[Stored data entries]
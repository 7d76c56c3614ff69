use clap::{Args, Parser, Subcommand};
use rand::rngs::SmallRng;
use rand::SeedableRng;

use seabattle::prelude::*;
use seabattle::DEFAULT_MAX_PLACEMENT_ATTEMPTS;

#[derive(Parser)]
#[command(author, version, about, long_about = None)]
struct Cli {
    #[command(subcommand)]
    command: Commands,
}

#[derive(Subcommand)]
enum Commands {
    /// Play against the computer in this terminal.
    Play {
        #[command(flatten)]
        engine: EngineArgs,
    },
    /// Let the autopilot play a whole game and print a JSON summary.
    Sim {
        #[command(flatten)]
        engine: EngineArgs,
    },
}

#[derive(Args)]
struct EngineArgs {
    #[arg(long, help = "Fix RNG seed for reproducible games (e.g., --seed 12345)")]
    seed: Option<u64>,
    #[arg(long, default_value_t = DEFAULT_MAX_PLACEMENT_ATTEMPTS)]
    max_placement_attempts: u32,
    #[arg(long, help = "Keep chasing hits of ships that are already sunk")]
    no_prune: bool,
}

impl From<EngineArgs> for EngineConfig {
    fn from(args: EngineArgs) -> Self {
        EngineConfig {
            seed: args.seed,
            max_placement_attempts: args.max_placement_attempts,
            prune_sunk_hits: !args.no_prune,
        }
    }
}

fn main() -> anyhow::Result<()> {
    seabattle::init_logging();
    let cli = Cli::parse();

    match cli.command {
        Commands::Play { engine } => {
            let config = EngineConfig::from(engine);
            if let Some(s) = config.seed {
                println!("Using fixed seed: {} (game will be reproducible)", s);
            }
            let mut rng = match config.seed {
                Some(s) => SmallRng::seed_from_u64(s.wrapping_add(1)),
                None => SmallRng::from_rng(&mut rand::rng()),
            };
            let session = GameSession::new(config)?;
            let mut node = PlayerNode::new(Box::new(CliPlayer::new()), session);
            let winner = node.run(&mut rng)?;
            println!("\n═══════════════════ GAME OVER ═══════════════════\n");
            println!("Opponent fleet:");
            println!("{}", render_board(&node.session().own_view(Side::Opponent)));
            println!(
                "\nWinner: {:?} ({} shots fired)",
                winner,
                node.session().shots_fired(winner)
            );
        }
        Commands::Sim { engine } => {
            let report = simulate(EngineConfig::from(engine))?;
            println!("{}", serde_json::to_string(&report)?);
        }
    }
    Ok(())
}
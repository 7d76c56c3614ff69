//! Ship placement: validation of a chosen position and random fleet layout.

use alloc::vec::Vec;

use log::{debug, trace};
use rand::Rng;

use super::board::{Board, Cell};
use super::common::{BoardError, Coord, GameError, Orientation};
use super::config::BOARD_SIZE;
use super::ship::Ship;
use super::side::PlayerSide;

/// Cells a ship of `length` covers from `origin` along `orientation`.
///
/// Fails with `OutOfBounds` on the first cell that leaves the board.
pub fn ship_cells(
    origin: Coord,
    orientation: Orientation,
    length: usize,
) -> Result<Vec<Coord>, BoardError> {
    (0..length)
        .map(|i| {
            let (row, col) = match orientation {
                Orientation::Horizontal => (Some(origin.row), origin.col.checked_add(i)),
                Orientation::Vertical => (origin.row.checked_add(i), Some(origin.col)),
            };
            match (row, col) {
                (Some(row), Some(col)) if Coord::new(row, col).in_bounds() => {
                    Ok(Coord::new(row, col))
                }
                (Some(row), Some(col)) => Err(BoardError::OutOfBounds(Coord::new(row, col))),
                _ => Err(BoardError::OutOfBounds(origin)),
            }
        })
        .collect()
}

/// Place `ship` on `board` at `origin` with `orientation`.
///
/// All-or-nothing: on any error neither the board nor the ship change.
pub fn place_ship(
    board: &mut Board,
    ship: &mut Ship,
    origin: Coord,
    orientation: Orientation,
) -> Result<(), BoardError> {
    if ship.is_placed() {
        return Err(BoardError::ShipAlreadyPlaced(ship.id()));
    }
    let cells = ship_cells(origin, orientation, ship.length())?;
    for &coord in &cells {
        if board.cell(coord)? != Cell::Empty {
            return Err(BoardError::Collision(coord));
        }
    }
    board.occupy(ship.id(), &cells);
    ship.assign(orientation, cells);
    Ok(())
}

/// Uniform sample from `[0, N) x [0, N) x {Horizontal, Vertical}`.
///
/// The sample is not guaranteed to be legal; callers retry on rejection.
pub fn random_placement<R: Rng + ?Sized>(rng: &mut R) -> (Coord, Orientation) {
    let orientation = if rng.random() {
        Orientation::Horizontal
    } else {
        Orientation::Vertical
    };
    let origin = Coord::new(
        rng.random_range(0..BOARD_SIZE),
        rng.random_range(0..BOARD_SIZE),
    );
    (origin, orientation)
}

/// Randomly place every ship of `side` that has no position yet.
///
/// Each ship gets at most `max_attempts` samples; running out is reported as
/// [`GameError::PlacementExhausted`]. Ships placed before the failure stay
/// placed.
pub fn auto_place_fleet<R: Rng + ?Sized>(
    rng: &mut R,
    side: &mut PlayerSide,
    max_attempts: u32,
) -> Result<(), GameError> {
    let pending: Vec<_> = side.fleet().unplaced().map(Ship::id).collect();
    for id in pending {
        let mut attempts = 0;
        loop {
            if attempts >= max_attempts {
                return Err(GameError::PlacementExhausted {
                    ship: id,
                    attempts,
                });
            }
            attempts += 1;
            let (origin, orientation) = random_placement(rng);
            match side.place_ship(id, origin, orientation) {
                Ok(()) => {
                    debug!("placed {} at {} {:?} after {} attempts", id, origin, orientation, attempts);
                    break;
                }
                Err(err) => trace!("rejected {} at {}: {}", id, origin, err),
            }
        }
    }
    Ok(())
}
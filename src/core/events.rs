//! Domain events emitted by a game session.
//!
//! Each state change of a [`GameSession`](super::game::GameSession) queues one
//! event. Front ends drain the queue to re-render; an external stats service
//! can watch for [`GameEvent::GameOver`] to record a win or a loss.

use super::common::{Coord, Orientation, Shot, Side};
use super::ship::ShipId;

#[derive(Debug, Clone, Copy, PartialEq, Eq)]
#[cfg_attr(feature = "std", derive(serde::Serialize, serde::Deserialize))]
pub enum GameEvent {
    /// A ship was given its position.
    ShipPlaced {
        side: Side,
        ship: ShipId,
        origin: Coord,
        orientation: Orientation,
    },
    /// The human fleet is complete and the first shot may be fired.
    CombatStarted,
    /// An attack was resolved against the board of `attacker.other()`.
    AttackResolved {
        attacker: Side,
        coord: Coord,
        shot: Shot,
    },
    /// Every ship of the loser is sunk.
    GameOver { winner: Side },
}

**WHAT YOU HAVE TO DO**
From start to finish, retype the records above with complete accuracy.

**COMPLETED EXERCISE**
repository 7d76c56c3614ff69
use clap::{Args, Parser, Subcommand};
use rand::rngs::SmallRng;
use rand::SeedableRng;

use seabattle::prelude::*;
use seabattle::DEFAULT_MAX_PLACEMENT_ATTEMPTS;

#[derive(Parser)]
#[command(author, version, about, long_about = None)]
struct Cli {
    #[command(subcommand)]
    command: Commands,
}

#[derive(Subcommand)]
enum Commands {
    /// Play against the computer in this terminal.
    Play {
        #[command(flatten)]
        engine: EngineArgs,
    },
    /// Let the autopilot play a whole game and print a JSON summary.
    Sim {
        #[command(flatten)]
        engine: EngineArgs,
    },
}

#[derive(Args)]
struct EngineArgs {
    #[arg(long, help = "Fix RNG seed for reproducible games (e.g., --seed 12345)")]
    seed: Option<u64>,
    #[arg(long, default_value_t = DEFAULT_MAX_PLACEMENT_ATTEMPTS)]
    max_placement_attempts: u32,
    #[arg(long, help = "Keep chasing hits of ships that are already sunk")]
    no_prune: bool,
}

impl From<EngineArgs> for EngineConfig {
    fn from(args: EngineArgs) -> Self {
        EngineConfig {
            seed: args.seed,
            max_placement_attempts: args.max_placement_attempts,
            prune_sunk_hits: !args.no_prune,
        }
    }
}

fn main() -> anyhow::Result<()> {
    seabattle::init_logging();
    let cli = Cli::parse();

    match cli.command {
        Commands::Play { engine } => {
            let config = EngineConfig::from(engine);
            if let Some(s) = config.seed {
                println!("Using fixed seed: {} (game will be reproducible)", s);
            }
            let mut rng = match config.seed {
                Some(s) => SmallRng::seed_from_u64(s.wrapping_add(1)),
                None => SmallRng::from_rng(&mut rand::rng()),
            };
            let session = GameSession::new(config)?;
            let mut node = PlayerNode::new(Box::new(CliPlayer::new()), session);
            let winner = node.run(&mut rng)?;
            println!("\n═══════════════════ GAME OVER ═══════════════════\n");
            println!("Opponent fleet:");
            println!("{}", render_board(&node.session().own_view(Side::Opponent)));
            println!(
                "\nWinner: {:?} ({} shots fired)",
                winner,
                node.session().shots_fired(winner)
            );
        }
        Commands::Sim { engine } => {
            let report = simulate(EngineConfig::from(engine))?;
            println!("{}", serde_json::to_string(&report)?);
        }
    }
    Ok(())
}
repository 7d76c56c3614ff69
//! Ship placement: validation of a chosen position and random fleet layout.

use alloc::vec::Vec;

use log::{debug, trace};
use rand::Rng;

use super::board::{Board, Cell};
use super::common::{BoardError, Coord, GameError, Orientation};
use super::config::BOARD_SIZE;
use super::ship::Ship;
use super::side::PlayerSide;

/// Cells a ship of `length` covers from `origin` along `orientation`.
///
/// Fails with `OutOfBounds` on the first cell that leaves the board.
pub fn ship_cells(
    origin: Coord,
    orientation: Orientation,
    length: usize,
) -> Result<Vec<Coord>, BoardError> {
    (0..length)
        .map(|i| {
            let (row, col) = match orientation {
                Orientation::Horizontal => (Some(origin.row), origin.col.checked_add(i)),
                Orientation::Vertical => (origin.row.checked_add(i), Some(origin.col)),
            };
            match (row, col) {
                (Some(row), Some(col)) if Coord::new(row, col).in_bounds() => {
                    Ok(Coord::new(row, col))
                }
                (Some(row), Some(col)) => Err(BoardError::OutOfBounds(Coord::new(row, col))),
                _ => Err(BoardError::OutOfBounds(origin)),
            }
        })
        .collect()
}

/// Place `ship` on `board` at `origin` with `orientation`.
///
/// All-or-nothing: on any error neither the board nor the ship change.
pub fn place_ship(
    board: &mut Board,
    ship: &mut Ship,
    origin: Coord,
    orientation: Orientation,
) -> Result<(), BoardError> {
    if ship.is_placed() {
        return Err(BoardError::ShipAlreadyPlaced(ship.id()));
    }
    let cells = ship_cells(origin, orientation, ship.length())?;
    for &coord in &cells {
        if board.cell(coord)? != Cell::Empty {
            return Err(BoardError::Collision(coord));
        }
    }
    board.occupy(ship.id(), &cells);
    ship.assign(orientation, cells);
    Ok(())
}

/// Uniform sample from `[0, N) x [0, N) x {Horizontal, Vertical}`.
///
/// The sample is not guaranteed to be legal; callers retry on rejection.
pub fn random_placement<R: Rng + ?Sized>(rng: &mut R) -> (Coord, Orientation) {
    let orientation = if rng.random() {
        Orientation::Horizontal
    } else {
        Orientation::Vertical
    };
    let origin = Coord::new(
        rng.random_range(0..BOARD_SIZE),
        rng.random_range(0..BOARD_SIZE),
    );
    (origin, orientation)
}

/// Randomly place every ship of `side` that has no position yet.
///
/// Each ship gets at most `max_attempts` samples; running out is reported as
/// [`GameError::PlacementExhausted`]. Ships placed before the failure stay
/// placed.
pub fn auto_place_fleet<R: Rng + ?Sized>(
    rng: &mut R,
    side: &mut PlayerSide,
    max_attempts: u32,
) -> Result<(), GameError> {
    let pending: Vec<_> = side.fleet().unplaced().map(Ship::id).collect();
    for id in pending {
        let mut attempts = 0;
        loop {
            if attempts >= max_attempts {
                return Err(GameError::PlacementExhausted {
                    ship: id,
                    attempts,
                });
            }
            attempts += 1;
            let (origin, orientation) = random_placement(rng);
            match side.place_ship(id, origin, orientation) {
                Ok(()) => {
                    debug!("placed {} at {} {:?} after {} attempts", id, origin, orientation, attempts);
                    break;
                }
                Err(err) => trace!("rejected {} at {}: {}", id, origin, err),
            }
        }
    }
    Ok(())
}
filename src/core/events.rs
//! Domain events emitted by a game session.
//!
//! Each state change of a [`GameSession`](super::game::GameSession) queues one
//! event. Front ends drain the queue to re-render; an external stats service
//! can watch for [`GameEvent::GameOver`] to record a win or a loss.

use super::common::{Coord, Orientation, Shot, Side};
use super::ship::ShipId;

#[derive(Debug, Clone, Copy, PartialEq, Eq)]
#[cfg_attr(feature = "std", derive(serde::Serialize, serde::Deserialize))]
pub enum GameEvent {
    /// A ship was given its position.
    ShipPlaced {
        side: Side,
        ship: ShipId,
        origin: Coord,
        orientation: Orientation,
    },
    /// The human fleet is complete and the first shot may be fired.
    CombatStarted,
    /// An attack was resolved against the board of `attacker.other()`.
    AttackResolved {
        attacker: Side,
        coord: Coord,
        shot: Shot,
    },
    /// Every ship of the loser is sunk.
    GameOver { winner: Side },
}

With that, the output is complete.